To investigate the effect of miR-34c and its upstream transcription factor E2F1 on paclitaxel combined with cisplatin resistance in GC cells.
Paired GC tissues and adjacent normal tissues were randomly sampled from 74 GC patients. miR-34c and E2F1 were detected by real-time quantitative PCR (qPCR) and Western blot. In addition, the drug resistance of GC cells to paclitaxel and cisplatin was induced by concentration gradient increasing methods, and changes in miR-34c and E2F1 during this process were measured. Furthermore, E2F1 and miR-34c overexpression or underexpression vectors were constructed and transfected into drug-resistant GC cells. MTT was employed to test the sensitivity of cells to paclitaxel combined with cisplatin, qPCR was adopted to detect the expression of miR-34c, Western blot was applied to detect the expression levels of E2F1, drug resistance-related proteins and apoptosis-related proteins, and flow cytometry was used for the determination of cell apoptosis and cell cycle status.
E2F1 was overexpressed while miR-34c was underexpressed in GC. After inducing GC cells to be resistant to paclitaxel and cisplatin, E2F1 expression increased while miR-34c expression decreased. Both silencing E2F1 and over-expressing miR-34c could increase the sensitivity of drug-resistant GC cells to paclitaxel combined with cisplatin, promote cell apoptosis and inhibit cell proliferation. Among which, silencing E2F1 could reduce the expression of drug resistance-related proteins and apoptosis-related proteins, while over-expression of miR-34c could upregulate the expression of apoptosis-related proteins without affecting the expression of MDR-1, MRP and other drug resistance-related proteins. Rescue experiments demonstrated that inhibiting miR-34c could significantly weaken the sensitization of drug resistant cells, and Si E2F1 to paclitaxel combined with cisplatin.
E2F1 inhibits miR-34c to promote the proliferation of GC cells and enhance the resistance to paclitaxel combined with cisplatin, and silencing E2F1 is conducive to improving the efficacy of paclitaxel combined with cisplatin in GC cells.

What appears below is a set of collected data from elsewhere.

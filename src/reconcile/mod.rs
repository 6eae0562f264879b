//! Periodic reconciliation: subscription and routing-rule refresh
//!
//! Both refreshers share the same shape: fetch, validate fully, swap
//! atomically. Failures feed per-source backoff and never touch the
//! last-known-good data.

pub mod routing;
pub mod subscription;

pub use routing::{HttpRulesetFetcher, RoutingReconciler, RoutingRuleset, RulesetFetch};
pub use subscription::{HttpSubscriptionFetcher, SubscriptionFetch, SubscriptionReconciler};

use std::time::Duration;

/// Reconciler tuning shared by both refresh kinds.
#[derive(Debug, Clone, Copy)]
pub struct ReconcileConfig {
    /// Cap for the exponential backoff.
    pub max_backoff: Duration,
    /// Consecutive failures before a source is marked stale.
    pub stale_after: u32,
    /// Per-request network timeout.
    pub fetch_timeout: Duration,
}

impl Default for ReconcileConfig {
    fn default() -> Self {
        ReconcileConfig {
            max_backoff: Duration::from_secs(6 * 3600),
            stale_after: 5,
            fetch_timeout: Duration::from_secs(30),
        }
    }
}

/// `base * 2^failures`, saturating at `max`.
pub fn backoff_interval(base: Duration, max: Duration, failures: u32) -> Duration {
    let factor = 1u128 << failures.min(32);
    let ms = base.as_millis().saturating_mul(factor).min(max.as_millis());
    Duration::from_millis(ms as u64)
}
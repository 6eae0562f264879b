//! Service configuration (YAML)

use crate::{Error, Result};
use serde::{Deserialize, Serialize};
use std::path::Path;
use std::time::Duration;
use tokio::fs;

/// Main configuration structure
#[derive(Debug, Clone, Serialize, Deserialize)]
#[serde(default)]
pub struct Config {
    /// Log level
    #[serde(rename = "log-level")]
    pub log_level: String,

    /// Capture interface handed to the engine
    pub capture: CaptureConfig,

    /// Ping sweep tuning
    pub ping: PingConfig,

    /// Switch decision tuning
    pub selection: SelectionConfig,

    /// Subscription refresh tuning
    pub subscription: SubscriptionConfig,

    /// Routing ruleset refresh
    pub routing: RoutingConfig,

    /// Shared reconciler tuning
    pub reconcile: ReconcileTuning,
}

#[derive(Debug, Clone, Serialize, Deserialize)]
#[serde(default)]
pub struct CaptureConfig {
    pub name: String,
    pub mtu: u32,
}

impl Default for CaptureConfig {
    fn default() -> Self {
        CaptureConfig {
            name: "tun0".to_string(),
            mtu: 1500,
        }
    }
}

#[derive(Debug, Clone, Serialize, Deserialize)]
#[serde(default)]
pub struct PingConfig {
    #[serde(rename = "interval-secs")]
    pub interval_secs: u64,
    #[serde(rename = "timeout-secs")]
    pub timeout_secs: u64,
    pub concurrency: usize,
}

impl Default for PingConfig {
    fn default() -> Self {
        PingConfig {
            interval_secs: 30,
            timeout_secs: 5,
            concurrency: 16,
        }
    }
}

#[derive(Debug, Clone, Serialize, Deserialize)]
#[serde(default)]
pub struct SelectionConfig {
    #[serde(rename = "auto-switch")]
    pub auto_switch: bool,
    #[serde(rename = "min-ping-threshold-ms")]
    pub min_ping_threshold_ms: u32,
}

impl Default for SelectionConfig {
    fn default() -> Self {
        SelectionConfig {
            auto_switch: true,
            min_ping_threshold_ms: 20,
        }
    }
}

#[derive(Debug, Clone, Serialize, Deserialize)]
#[serde(default)]
pub struct SubscriptionConfig {
    /// How often the reconciler looks for due groups; each group still has
    /// its own refresh interval.
    #[serde(rename = "check-interval-secs")]
    pub check_interval_secs: u64,
}

impl Default for SubscriptionConfig {
    fn default() -> Self {
        SubscriptionConfig {
            check_interval_secs: 60,
        }
    }
}

#[derive(Debug, Clone, Serialize, Deserialize)]
#[serde(default)]
pub struct RoutingConfig {
    #[serde(rename = "ruleset-url")]
    pub ruleset_url: Option<String>,
    #[serde(rename = "refresh-interval-secs")]
    pub refresh_interval_secs: u64,
}

impl Default for RoutingConfig {
    fn default() -> Self {
        RoutingConfig {
            ruleset_url: None,
            refresh_interval_secs: 24 * 3600,
        }
    }
}

#[derive(Debug, Clone, Serialize, Deserialize)]
#[serde(default)]
pub struct ReconcileTuning {
    #[serde(rename = "max-backoff-secs")]
    pub max_backoff_secs: u64,
    #[serde(rename = "stale-after")]
    pub stale_after: u32,
    #[serde(rename = "fetch-timeout-secs")]
    pub fetch_timeout_secs: u64,
}

impl Default for ReconcileTuning {
    fn default() -> Self {
        ReconcileTuning {
            max_backoff_secs: 6 * 3600,
            stale_after: 5,
            fetch_timeout_secs: 30,
        }
    }
}

impl Default for Config {
    fn default() -> Self {
        Config {
            log_level: "info".to_string(),
            capture: CaptureConfig::default(),
            ping: PingConfig::default(),
            selection: SelectionConfig::default(),
            subscription: SubscriptionConfig::default(),
            routing: RoutingConfig::default(),
            reconcile: ReconcileTuning::default(),
        }
    }
}

impl Config {
    /// Load configuration from file (synchronous)
    pub fn load(path: &str) -> Result<Self> {
        let content = std::fs::read_to_string(path)?;
        Self::from_str(&content)
    }

    /// Load configuration from file (async)
    pub async fn load_async<P: AsRef<Path>>(path: P) -> Result<Self> {
        let content = fs::read_to_string(path).await?;
        Self::from_str(&content)
    }

    /// Load from string
    pub fn from_str(content: &str) -> Result<Self> {
        let config: Config = serde_yaml::from_str(content)?;
        config.validate()?;
        Ok(config)
    }

    /// Validate configuration
    pub fn validate(&self) -> Result<()> {
        if self.ping.timeout_secs == 0 {
            return Err(Error::config("ping timeout must be non-zero"));
        }
        if self.ping.concurrency == 0 {
            return Err(Error::config("ping concurrency must be non-zero"));
        }
        if self.ping.interval_secs == 0 {
            return Err(Error::config("ping interval must be non-zero"));
        }
        if self.routing.refresh_interval_secs == 0 {
            return Err(Error::config("routing refresh interval must be non-zero"));
        }
        if let Some(raw) = &self.routing.ruleset_url {
            url::Url::parse(raw)
                .map_err(|e| Error::config(format!("invalid ruleset URL '{}': {}", raw, e)))?;
        }
        Ok(())
    }

    pub fn ping_timeout(&self) -> Duration {
        Duration::from_secs(self.ping.timeout_secs)
    }
}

Core tip: Gastric cancer (GC) is one of the most common types of cancer. The molecular mechanism of GC is intricate, and understanding the molecular mechanism of drug resistance is helpful for improving the efficacy of chemotherapy. The mutual binding of miRNAs and transcription factors is closely related to cancer occurrence. In this study, we found that E2F transcription factor 1 inhibited miR-34c transcription to both promote GC cell proliferation as well as enhance the resistance of paclitaxel combined with cisplatin. Therefore, silencing the expression of E2F transcription factor 1 in GC cells could improve the efficacy of paclitaxel combined with cisplatin.